# USITT announces new DMX512-A



## Radman (Jan 21, 2005)

From the January 2005 issue of PLSN:



"...USITT...recently announced that the ANSI Board of Standards Review approved the next generation DMX standard, which has been ingeniously dubbed DMX512-A...

...the new DMX standard provides for backward compatibility, so it’s not necessary to simply discard all that three-pin cable...(but) There are some very good and compelling reasons to convert to a five-pin world. First of all, now that there is a DMX standard that takes advantage of all five pins, you no longer have to explain to anyone that the fourth and fifth pins in a five-pin XLR cable do nothing. Now...they can serve as a secondary data link that can be used in a variety of ways...the four ways of using the secondary data link are outlined in Annex B of the E1.11, Entertainment Technology - USITT DMX512-A Asynchronous Serial Digital Data Transmission Standard for Controlling Lighting Equipment and Accessories...the secondary link can be used to send data to and from the device under control of the console or whatever it is that is doing the controlling. In addition, the primary data link—pins two and three—can now also receive as well as send data..."

(Full Article)


----------



## Mayhem (Jan 21, 2005)

Interesting that they say that pins 4 and 5 do nothing. Here it is common for people to use pins 4 and 5 to run gel scrollers.

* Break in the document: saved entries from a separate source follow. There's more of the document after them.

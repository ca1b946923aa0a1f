//! Message Handler module for processing incoming Telegram messages

use anyhow::Result;
use std::sync::Arc;
use teloxide::prelude::*;
use tracing::debug;

use crate::transport::{EventKind, IncomingEvent};

use super::dialogue_manager::OrderFlow;

/// Convert a Telegram message into an [`IncomingEvent`].
///
/// Returns `None` for messages without a sender, such as channel posts.
pub fn event_from_message(msg: &Message) -> Option<IncomingEvent> {
    let user = msg.from.as_ref()?;

    let kind = if let Some(contact) = msg.contact() {
        EventKind::Contact {
            phone_number: contact.phone_number.clone(),
        }
    } else if let Some(text) = msg.text() {
        EventKind::Text(text.to_string())
    } else {
        EventKind::Other
    };

    Some(IncomingEvent {
        user_id: user.id.0 as i64,
        chat_id: msg.chat.id.0,
        username: user.username.clone(),
        language_code: user.language_code.clone(),
        kind,
    })
}

pub async fn message_handler(msg: Message, flow: Arc<OrderFlow>) -> Result<()> {
    match event_from_message(&msg) {
        Some(event) => {
            debug!(user_id = %event.user_id, chat_id = %event.chat_id, "Received message from user");
            flow.handle_event(event).await
        }
        None => {
            debug!(chat_id = msg.chat.id.0, "Ignoring message without a sender");
            Ok(())
        }
    }
}
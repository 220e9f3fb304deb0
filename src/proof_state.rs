//! The state threaded through a single branch of the search.

use std::collections::HashSet;
use std::rc::Rc;

use crate::rule::Rule;
use crate::substitution::SubstitutionsMap;

/// `(similarity, substitutions, available_rules)`.
///
/// Immutable: every search step that "updates" a `ProofState` builds a new
/// one. Each branch of the search owns its own state, so sibling branches
/// never interfere with one another — this is what lets `join`/`recurse`
/// backtrack by simply trying the next candidate with the *previous*
/// state, discarding the failed one.
#[derive(Debug, Clone)]
pub struct ProofState {
    /// The minimum similarity observed on this branch so far, in `[0, 1]`.
    pub similarity: f64,
    pub substitutions: SubstitutionsMap,
    /// Rules still eligible to be tried on this branch. A rule is removed
    /// from this set the moment it is used, which is the sole mechanism
    /// preventing infinite recursive descent (see the crate-level docs).
    pub available_rules: Rc<HashSet<Rc<Rule>>>,
}

impl ProofState {
    pub fn new(
        similarity: f64,
        substitutions: SubstitutionsMap,
        available_rules: Rc<HashSet<Rc<Rule>>>,
    ) -> Self {
        ProofState { similarity, substitutions, available_rules }
    }

    /// Returns a new state identical to this one, but with `rule` removed
    /// from `available_rules` and `similarity` lowered to `carry_similarity`
    /// (the minimum of this branch's prior similarity and the new
    /// unification's similarity).
    pub fn descend(&self, rule: &Rc<Rule>, substitutions: SubstitutionsMap, carry_similarity: f64) -> Self {
        let mut rules = (*self.available_rules).clone();
        rules.remove(rule);
        ProofState {
            similarity: carry_similarity,
            substitutions,
            available_rules: Rc::new(rules),
        }
    }
}
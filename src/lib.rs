//! fuzzy-prover: a fuzzy SLD resolution prover.
//!
//! A backward-chaining theorem prover over a set of Horn clauses in which
//! symbol equality is replaced by a continuous similarity score. A proof
//! succeeds when a goal atom can be resolved against a knowledge base by
//! unification, where the overall proof confidence is the *minimum*
//! similarity observed at every step. The design follows the "End-to-End
//! Differentiable Proving" formulation (Rocktäschel et al., 2017), in an
//! inference-only, non-differentiable form.
//!
//! ```
//! use std::rc::Rc;
//! use fuzzy_prover::prover::Prover;
//! use fuzzy_prover::{fact, rule, atom, predicate, var, constant};
//!
//! let father_of = predicate!("father_of");
//! let parent_of = predicate!("parent_of");
//! let grandpa_of = predicate!("grandpa_of");
//!
//! let rules = vec![
//!     Rc::new(fact!(atom!(father_of, constant!("abe"), constant!("homer")))),
//!     Rc::new(fact!(atom!(parent_of, constant!("homer"), constant!("bart")))),
//!     Rc::new(rule!(
//!         atom!(grandpa_of, var!("X"), var!("Y")),
//!         atom!(father_of, var!("X"), var!("Z")),
//!         atom!(parent_of, var!("Z"), var!("Y")),
//!     )),
//! ];
//!
//! let prover = Prover::new(rules);
//! let query = atom!(grandpa_of, constant!("abe"), constant!("bart"));
//! let proof = prover.prove(query, None).expect("grandpa_of(abe, bart) should hold");
//! assert_eq!(proof.similarity_score(), 1.0);
//! ```
//!
//! # Module overview
//!
//! - [`identity`] — unique id allocation underlying reference-identity
//!   equality.
//! - [`term`] — `Variable`, `Constant`, `Predicate`, `Term`.
//! - [`atom`] — `Atom`, and `Predicate::of` as an atom constructor.
//! - [`rule`] — `Rule` (facts and rules with a body).
//! - [`goal`] — `Goal`, an atom paired with its resolution scope.
//! - [`similarity`] — `symbol_compare`, `cosine_similarity`.
//! - [`substitution`] — the persistent, scoped substitution store.
//! - [`unify`] — the fuzzy unifier.
//! - [`proof_state`] — `ProofState`, threaded through the search.
//! - [`search`] — `recurse` (OR) and `join` (AND).
//! - [`proof_graph`] — `ProofGraphNode`, `ProofGraph`, variable extraction.
//! - [`prover`] — `Prover`, the top-level `prove`/`prove_all` driver.

#[macro_use]
pub mod macros;

pub mod identity;
pub mod term;
pub mod atom;
pub mod rule;
pub mod goal;
pub mod similarity;
pub mod substitution;
pub mod unify;
pub mod proof_state;
pub mod search;
pub mod proof_graph;
pub mod prover;

pub use atom::Atom;
pub use goal::Goal;
pub use prover::{Prover, Query};
pub use proof_graph::{ProofGraph, ProofGraphNode};
pub use proof_state::ProofState;
pub use rule::Rule;
pub use similarity::{cosine_similarity, symbol_compare, Embedded, SimilarityFunc};
pub use substitution::{
    get_var_binding, is_var_bound, resolve_term, set_var_binding, Binding, SubstitutionsMap,
    VariableBindingError,
};
pub use term::{Constant, Predicate, Term, Variable};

So pins 1, 2 and 3 carry the DMX and pins 4 and 5 run the power to the scrollers. 1 lead, two functions.


----------



## mbenonis (Jan 21, 2005)

In our system, pins 4 and 5 provide feedback to the status monitor as to the state of each dimmer...that is, if the status monitor works (which it hasn't in about a year).


----------



## Mayhem (Jan 22, 2005)

mbenonis said:


> In our system, pins 4 and 5 provide feedback to the status monitor as to the state of each dimmer...that is, if the status monitor works (which it hasn't in about a year).



Isn't that what your lighting rig is for


----------



## dvsDave (Jan 24, 2005)

Actually, the status monitor (when properly configured) can display tons of data about your dimmers! The current load, the temp, and some other stuff that I can't remember at the moment.


----------



## Mayhem (Jan 24, 2005)

Thanks Dave - you do know that I was joking though (don't you). 

Don't let the Staff tag fool you - I am the same jovial, fun loving misfit that I was when I first joined up, and I have to let lose sometimes


----------



## Andy (Feb 1, 2005)

really i never knew that you could do that with pins 4&5, what type of software do you need to display the dimmer status or am i having a stage manager moment here?


----------



## SuperCow (Feb 2, 2005)

The ETC SmartPack dimmers will communicate that information to the board, I believe.


----------



## zac850 (Feb 26, 2005)

^^ Mine don't, at least not in any setting I have yet to stumble across in the board or dimmers. I wish they did, but from what I can tell you need ETCnet for all of that function to work.


----------